Most of the lamellar cataracts are hereditary, transmitted as autosomal dominant trait may be present in parents or in siblings. The sporadic cataracts are generally due to derangement of calcium metabolism in the mother with vitamin “D” deficiency during growth of the lens, the opacity develops in a layer that corresponds with maximum level of noxious substance. The fibres laid before and after this cataractogenesis are clear.

On examination the opacity may cover whole of the pupillary area, on dilatation a clear zone of the cortex is visible both on retinoscopy and ophthalmoscopy.

Treatment depends up on size and density of the cataract.
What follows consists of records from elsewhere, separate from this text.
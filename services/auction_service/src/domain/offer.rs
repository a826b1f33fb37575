//! Out-of-band purchase proposals, independent of the bid chain.
//!
//! Accepting an offer is an alternate path to the same terminal "lot sold"
//! state the closing sweep reaches, and goes through the same per-lot
//! serialization in the store.

use cg_common::{Amount, LotId, OfferId, Timestamp, UserId};
use serde::{Deserialize, Serialize};

#[derive(Debug, Clone, Copy, PartialEq, Eq, Serialize, Deserialize)]
#[serde(rename_all = "snake_case")]
pub enum OfferStatus {
    Pending,
    Accepted,
    Rejected,
    Countered,
    Withdrawn,
}

#[derive(Debug, Clone, Serialize, Deserialize)]
pub struct Offer {
    pub id: OfferId,
    pub lot_id: LotId,
    pub user_id: UserId,
    pub lot_title: Option<String>,
    pub user_name: Option<String>,
    pub amount: Amount,
    pub message: Option<String>,
    pub status: OfferStatus,
    pub admin_response: Option<String>,
    pub responded_by: Option<UserId>,
    pub responded_at: Option<Timestamp>,
    pub counter_amount: Option<Amount>,
    pub created_at: Timestamp,
}

impl Offer {
    pub fn pending(
        lot_id: LotId,
        user_id: UserId,
        lot_title: Option<String>,
        user_name: Option<String>,
        amount: Amount,
        message: Option<String>,
        now: Timestamp,
    ) -> Self {
        Self {
            id: OfferId::new(),
            lot_id,
            user_id,
            lot_title,
            user_name,
            amount,
            message,
            status: OfferStatus::Pending,
            admin_response: None,
            responded_by: None,
            responded_at: None,
            counter_amount: None,
            created_at: now,
        }
    }

    pub fn is_pending(&self) -> bool {
        self.status == OfferStatus::Pending
    }

    fn respond(&mut self, status: OfferStatus, admin: UserId, response: Option<String>, now: Timestamp) {
        self.status = status;
        self.responded_by = Some(admin);
        self.responded_at = Some(now);
        self.admin_response = response;
    }

    pub fn accept(&mut self, admin: UserId, response: Option<String>, now: Timestamp) {
        self.respond(OfferStatus::Accepted, admin, response, now);
    }

    pub fn reject(&mut self, admin: UserId, response: Option<String>, now: Timestamp) {
        self.respond(OfferStatus::Rejected, admin, response, now);
    }

    pub fn counter(&mut self, admin: UserId, amount: Amount, response: Option<String>, now: Timestamp) {
        self.respond(OfferStatus::Countered, admin, response, now);
        self.counter_amount = Some(amount);
    }

    pub fn withdraw(&mut self) {
        self.status = OfferStatus::Withdrawn;
    }
}
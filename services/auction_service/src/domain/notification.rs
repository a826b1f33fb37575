//! Fire-and-forget notification rows.
//!
//! Not a correctness boundary: delivery (email/push) belongs to the sink.
//! The core only guarantees each row is generated exactly once per
//! triggering condition, which the constructors below make uniform.

use cg_common::{Amount, LotId, NotificationId, OfferId, Timestamp, UserId};
use serde::{Deserialize, Serialize};

#[derive(Debug, Clone, Copy, PartialEq, Eq, Hash, Serialize, Deserialize)]
#[serde(rename_all = "snake_case")]
pub enum NotificationKind {
    Outbid,
    Won,
    EndingSoon,
    OfferAccepted,
    OfferRejected,
    OfferCountered,
}

#[derive(Debug, Clone, Serialize, Deserialize)]
pub struct Notification {
    pub id: NotificationId,
    pub user_id: UserId,
    pub lot_id: Option<LotId>,
    pub offer_id: Option<OfferId>,
    pub kind: NotificationKind,
    pub title: String,
    pub message: String,
    pub action_url: Option<String>,
    pub read: bool,
    pub created_at: Timestamp,
}

impl Notification {
    fn new(
        user_id: UserId,
        lot_id: Option<LotId>,
        offer_id: Option<OfferId>,
        kind: NotificationKind,
        title: impl Into<String>,
        message: String,
        action_url: Option<String>,
        now: Timestamp,
    ) -> Self {
        Self {
            id: NotificationId::new(),
            user_id,
            lot_id,
            offer_id,
            kind,
            title: title.into(),
            message,
            action_url,
            read: false,
            created_at: now,
        }
    }

    pub fn outbid(user_id: UserId, lot_id: LotId, lot_title: &str, now: Timestamp) -> Self {
        Self::new(
            user_id,
            Some(lot_id),
            None,
            NotificationKind::Outbid,
            "You've been outbid",
            format!("Someone placed a higher bid on \"{lot_title}\""),
            Some(format!("/lots/{lot_id}")),
            now,
        )
    }

    pub fn won(user_id: UserId, lot_id: LotId, lot_title: &str, price: Amount, now: Timestamp) -> Self {
        Self::new(
            user_id,
            Some(lot_id),
            None,
            NotificationKind::Won,
            "You Won!",
            format!("Congratulations! You won \"{lot_title}\" for ${price}"),
            Some(format!("/won/{lot_id}")),
            now,
        )
    }

    pub fn ending_soon(user_id: UserId, lot_id: LotId, lot_title: &str, now: Timestamp) -> Self {
        Self::new(
            user_id,
            Some(lot_id),
            None,
            NotificationKind::EndingSoon,
            "Auction Ending Soon",
            format!("\"{lot_title}\" is ending in less than 10 minutes!"),
            Some(format!("/lots/{lot_id}")),
            now,
        )
    }

    pub fn offer_accepted(
        user_id: UserId,
        lot_id: LotId,
        offer_id: OfferId,
        lot_title: &str,
        amount: Amount,
        now: Timestamp,
    ) -> Self {
        Self::new(
            user_id,
            Some(lot_id),
            Some(offer_id),
            NotificationKind::OfferAccepted,
            "Offer Accepted",
            format!("Your offer of ${amount} on \"{lot_title}\" has been accepted"),
            Some(format!("/won/{lot_id}")),
            now,
        )
    }

    pub fn offer_rejected(
        user_id: UserId,
        lot_id: LotId,
        offer_id: OfferId,
        lot_title: &str,
        now: Timestamp,
    ) -> Self {
        Self::new(
            user_id,
            Some(lot_id),
            Some(offer_id),
            NotificationKind::OfferRejected,
            "Offer Declined",
            format!("Your offer on \"{lot_title}\" was declined"),
            Some(format!("/lots/{lot_id}")),
            now,
        )
    }

    pub fn offer_countered(
        user_id: UserId,
        lot_id: LotId,
        offer_id: OfferId,
        lot_title: &str,
        counter: Amount,
        now: Timestamp,
    ) -> Self {
        Self::new(
            user_id,
            Some(lot_id),
            Some(offer_id),
            NotificationKind::OfferCountered,
            "Counter Offer",
            format!("The seller countered your offer on \"{lot_title}\" at ${counter}"),
            Some(format!("/lots/{lot_id}")),
            now,
        )
    }
}
//! Out-of-band offers on lots that allow them.
//!
//! Submission validates against the lot's offer settings; the admin response
//! path (accept / reject / counter) runs out-of-band from bidding, but
//! acceptance reaches the same terminal "sold" state as the closing sweep
//! and therefore goes through the same store CAS.  The lot settlement
//! commits first; only then is the offer row flipped, the bid chain having
//! already been settled as lost in the same transaction.  A crash between
//! the two leaves a sold lot with a pending offer, which an operator can
//! re-accept (the flip is idempotent), never a double sale.

use std::sync::Arc;

use cg_common::{Amount, LotId, OfferId, UserId};
use chrono::Utc;
use rust_decimal::Decimal;
use tracing::{debug, instrument, warn};

use crate::domain::{
    BidderIdentity, Lot, LotStatus, Notification, Offer, SaleType, SalesRecord,
};
use crate::error::{AuctionError, Result};
use crate::events::{AuctionEvent, EventBus};
use crate::store::{AuctionStore, BidSettlement, StoreError};

/// Tunables for the desk.
#[derive(Debug, Clone, Copy)]
pub struct DeskPolicy {
    /// CAS conflicts absorbed while settling an accepted offer.
    pub settle_retry_limit: u32,
}

impl Default for DeskPolicy {
    fn default() -> Self {
        Self {
            settle_retry_limit: 4,
        }
    }
}

pub struct OfferDesk<S: AuctionStore> {
    store: Arc<S>,
    bus: EventBus,
    policy: DeskPolicy,
}

impl<S: AuctionStore> OfferDesk<S> {
    pub fn new(store: Arc<S>, bus: EventBus, policy: DeskPolicy) -> Self {
        Self { store, bus, policy }
    }

    /// Record a buyer's offer on a lot.
    ///
    /// One pending offer per user per lot; a rejected or countered offer
    /// frees the slot for a new one.
    #[instrument(skip(self, user, message), fields(lot_id = %lot_id, user_id = %user.id, %amount))]
    pub async fn submit_offer(
        &self,
        lot_id: LotId,
        user: &BidderIdentity,
        amount: Amount,
        message: Option<String>,
    ) -> Result<Offer> {
        let lot = self
            .store
            .lot(lot_id)
            .await?
            .ok_or(AuctionError::LotNotFound(lot_id))?;

        if lot.status != LotStatus::Active {
            return Err(AuctionError::LotNotActive(lot_id));
        }
        if !lot.allow_offers {
            return Err(AuctionError::OffersNotAllowed(lot_id));
        }
        if amount <= Decimal::ZERO {
            return Err(AuctionError::OfferAmountRequired);
        }
        if let Some(minimum) = lot.minimum_offer {
            if amount < minimum {
                return Err(AuctionError::OfferTooLow { minimum });
            }
        }
        if self.store.pending_offer_for(lot_id, user.id).await?.is_some() {
            return Err(AuctionError::OfferAlreadyExists(lot_id));
        }

        let offer = Offer::pending(
            lot_id,
            user.id,
            Some(lot.title.clone()),
            user.display_name.clone(),
            amount,
            message,
            Utc::now(),
        );
        self.store.insert_offer(offer.clone()).await?;

        self.bus.publish(AuctionEvent::OfferReceived {
            lot_id,
            offer_id: offer.id,
            user_id: user.id,
            amount,
        });
        Ok(offer)
    }

    /// Accept a pending offer: sell the lot to the offerer at the offer
    /// amount, settle every bid as lost, reject the sibling offers.
    #[instrument(skip(self, response), fields(offer_id = %offer_id, admin_id = %admin.id))]
    pub async fn accept_offer(
        &self,
        offer_id: OfferId,
        admin: &BidderIdentity,
        response: Option<String>,
    ) -> Result<Offer> {
        let mut offer = self
            .store
            .offer(offer_id)
            .await?
            .ok_or(AuctionError::OfferNotFound(offer_id))?;
        if !offer.is_pending() {
            return Err(AuctionError::OfferNotPending(offer_id));
        }

        let lot = self.settle_for_offer(&offer).await?;
        let now = Utc::now();

        offer.accept(admin.id, response, now);
        self.store.update_offer(offer.clone()).await?;

        // Everything past the settlement is best-effort.
        match self
            .store
            .reject_other_pending_offers(offer.lot_id, offer.id)
            .await
        {
            Ok(siblings) => {
                for sib in siblings {
                    let note = Notification::offer_rejected(
                        sib.user_id,
                        sib.lot_id,
                        sib.id,
                        &lot.title,
                        now,
                    );
                    if let Err(e) = self.store.insert_notification(note).await {
                        warn!(offer_id = %sib.id, error = %e, "failed to notify rejected offerer");
                    }
                }
            }
            Err(e) => {
                warn!(lot_id = %offer.lot_id, error = %e, "failed to reject sibling offers");
            }
        }

        let note = Notification::offer_accepted(
            offer.user_id,
            offer.lot_id,
            offer.id,
            &lot.title,
            offer.amount,
            now,
        );
        if let Err(e) = self.store.insert_notification(note).await {
            warn!(offer_id = %offer.id, error = %e, "failed to notify accepted offerer");
        }
        if let Err(e) = self.store.record_win(offer.user_id, offer.amount).await {
            warn!(user_id = %offer.user_id, error = %e, "failed to bump buyer stats");
        }

        self.bus.publish(AuctionEvent::OfferAccepted {
            lot_id: offer.lot_id,
            offer_id: offer.id,
            buyer: offer.user_id,
            amount: offer.amount,
        });
        Ok(offer)
    }

    /// Move the lot to `sold` under the version CAS. Retries on conflict,
    /// re-checking that nobody else (the sweep, a racing accept) settled it
    /// first.
    async fn settle_for_offer(&self, offer: &Offer) -> Result<Lot> {
        for attempt in 0..=self.policy.settle_retry_limit {
            let lot = self
                .store
                .lot(offer.lot_id)
                .await?
                .ok_or(AuctionError::LotNotFound(offer.lot_id))?;
            if lot.status != LotStatus::Active {
                return Err(AuctionError::LotNotActive(offer.lot_id));
            }

            let now = Utc::now();
            let mut updated = lot.clone();
            updated
                .mark_sold(offer.user_id, offer.amount, now)
                .map_err(|e| AuctionError::Store(StoreError::Backend(e.to_string())))?;

            let sale = SalesRecord::new(
                lot.id,
                offer.user_id,
                SaleType::OfferAccepted,
                offer.amount,
                &lot.title,
                lot.mpn.clone(),
                offer.user_name.clone(),
                now,
            );

            match self
                .store
                .settle_lot(updated, lot.version, BidSettlement::AllLost, Some(sale))
                .await
            {
                Ok(stored) => return Ok(stored),
                Err(StoreError::VersionConflict(_)) => {
                    debug!(attempt, lot_id = %lot.id, "offer settlement lost the version race, retrying");
                    continue;
                }
                Err(e) => return Err(e.into()),
            }
        }
        Err(AuctionError::Contention(offer.lot_id))
    }

    /// Decline a pending offer.
    #[instrument(skip(self, response), fields(offer_id = %offer_id, admin_id = %admin.id))]
    pub async fn reject_offer(
        &self,
        offer_id: OfferId,
        admin: &BidderIdentity,
        response: Option<String>,
    ) -> Result<Offer> {
        let mut offer = self
            .store
            .offer(offer_id)
            .await?
            .ok_or(AuctionError::OfferNotFound(offer_id))?;
        if !offer.is_pending() {
            return Err(AuctionError::OfferNotPending(offer_id));
        }

        let now = Utc::now();
        offer.reject(admin.id, response, now);
        self.store.update_offer(offer.clone()).await?;

        let title = offer.lot_title.clone().unwrap_or_default();
        let note = Notification::offer_rejected(offer.user_id, offer.lot_id, offer.id, &title, now);
        if let Err(e) = self.store.insert_notification(note).await {
            warn!(offer_id = %offer.id, error = %e, "failed to notify rejected offerer");
        }
        Ok(offer)
    }

    /// Counter a pending offer at a new amount.
    #[instrument(skip(self, response), fields(offer_id = %offer_id, admin_id = %admin.id, %counter_amount))]
    pub async fn counter_offer(
        &self,
        offer_id: OfferId,
        admin: &BidderIdentity,
        counter_amount: Amount,
        response: Option<String>,
    ) -> Result<Offer> {
        if counter_amount <= Decimal::ZERO {
            return Err(AuctionError::OfferAmountRequired);
        }

        let mut offer = self
            .store
            .offer(offer_id)
            .await?
            .ok_or(AuctionError::OfferNotFound(offer_id))?;
        if !offer.is_pending() {
            return Err(AuctionError::OfferNotPending(offer_id));
        }

        let now = Utc::now();
        offer.counter(admin.id, counter_amount, response, now);
        self.store.update_offer(offer.clone()).await?;

        let title = offer.lot_title.clone().unwrap_or_default();
        let note = Notification::offer_countered(
            offer.user_id,
            offer.lot_id,
            offer.id,
            &title,
            counter_amount,
            now,
        );
        if let Err(e) = self.store.insert_notification(note).await {
            warn!(offer_id = %offer.id, error = %e, "failed to notify countered offerer");
        }
        Ok(offer)
    }

    /// Let a buyer pull their own pending offer.
    #[instrument(skip(self), fields(offer_id = %offer_id, user_id = %user_id))]
    pub async fn withdraw_offer(&self, offer_id: OfferId, user_id: UserId) -> Result<Offer> {
        let mut offer = self
            .store
            .offer(offer_id)
            .await?
            .ok_or(AuctionError::OfferNotFound(offer_id))?;
        // Another user's offer reads as absent rather than forbidden.
        if offer.user_id != user_id {
            return Err(AuctionError::OfferNotFound(offer_id));
        }
        if !offer.is_pending() {
            return Err(AuctionError::OfferNotPending(offer_id));
        }

        offer.withdraw();
        self.store.update_offer(offer.clone()).await?;
        Ok(offer)
    }
}
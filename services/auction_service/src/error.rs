//! Service-wide error taxonomy.
//!
//! Every rejection a client can see carries a stable machine-readable code
//! so the bidding UI can explain exactly why (too low, ended, already
//! winning) and show the minimum valid amount.  Transient contention is
//! retried internally and only surfaces once retries are exhausted.

use std::time::Duration;

use cg_common::{Amount, LotId, OfferId};
use thiserror::Error;

use crate::store::StoreError;

pub type Result<T, E = AuctionError> = std::result::Result<T, E>;

#[derive(Debug, Error)]
pub enum AuctionError {
    #[error("lot {0} not found")]
    LotNotFound(LotId),

    #[error("lot {0} is not active")]
    LotNotActive(LotId),

    #[error("auction for lot {0} has ended")]
    AuctionEnded(LotId),

    #[error("you are already the winning bidder on lot {0}")]
    AlreadyWinning(LotId),

    #[error("bid must be at least ${minimum} (current price + increment)")]
    BidTooLow { minimum: Amount },

    #[error("bid amount must be a positive amount")]
    BidAmountRequired,

    #[error("offer amount must be a positive amount")]
    OfferAmountRequired,

    #[error("offer {0} not found")]
    OfferNotFound(OfferId),

    #[error("only pending offers can be acted on ({0})")]
    OfferNotPending(OfferId),

    #[error("offers are not allowed for lot {0}")]
    OffersNotAllowed(LotId),

    #[error("offer must be at least ${minimum}")]
    OfferTooLow { minimum: Amount },

    #[error("you already have a pending offer on lot {0}")]
    OfferAlreadyExists(LotId),

    /// Write conflicts on the lot exhausted the internal retry budget.
    #[error("lot {0} is under heavy contention, try again")]
    Contention(LotId),

    /// A store operation exceeded its deadline.
    #[error("storage operation timed out after {0:?}")]
    Timeout(Duration),

    /// Unexpected persistence failure; details are logged, not leaked.
    #[error("storage error: {0}")]
    Store(#[from] StoreError),
}

impl AuctionError {
    /// Stable wire code for the error envelope.
    pub fn code(&self) -> &'static str {
        match self {
            AuctionError::LotNotFound(_) => "LOT_NOT_FOUND",
            AuctionError::LotNotActive(_) => "LOT_NOT_ACTIVE",
            AuctionError::AuctionEnded(_) => "AUCTION_ENDED",
            AuctionError::AlreadyWinning(_) => "ALREADY_WINNING",
            AuctionError::BidTooLow { .. } => "BID_TOO_LOW",
            AuctionError::BidAmountRequired => "BID_AMOUNT_REQUIRED",
            AuctionError::OfferAmountRequired => "OFFER_AMOUNT_REQUIRED",
            AuctionError::OfferNotFound(_) => "OFFER_NOT_FOUND",
            AuctionError::OfferNotPending(_) => "OFFER_NOT_PENDING",
            AuctionError::OffersNotAllowed(_) => "OFFERS_NOT_ALLOWED",
            AuctionError::OfferTooLow { .. } => "OFFER_TOO_LOW",
            AuctionError::OfferAlreadyExists(_) => "OFFER_ALREADY_EXISTS",
            AuctionError::Contention(_) => "LOT_CONTENTION",
            AuctionError::Timeout(_) => "STORE_TIMEOUT",
            AuctionError::Store(_) => "INTERNAL",
        }
    }

    /// Whether a client retry with the same payload could succeed.
    pub fn is_transient(&self) -> bool {
        matches!(
            self,
            AuctionError::Contention(_) | AuctionError::Timeout(_)
        )
    }
}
Translucent lenses with good vision need no treatment, some may benefit with dilatation of the pupil. Otherwise the treatment is removal of opacity by standard microsurgical method preferably with P.C.I.O.L.

2. Congenital nuclear cataract. This type may be confined to the embryonic nucleus due to changes at 3 months gestation. These are dens, powdery hence called pulverulent cataract which are generally bilateral, non progressive with out much visual loss.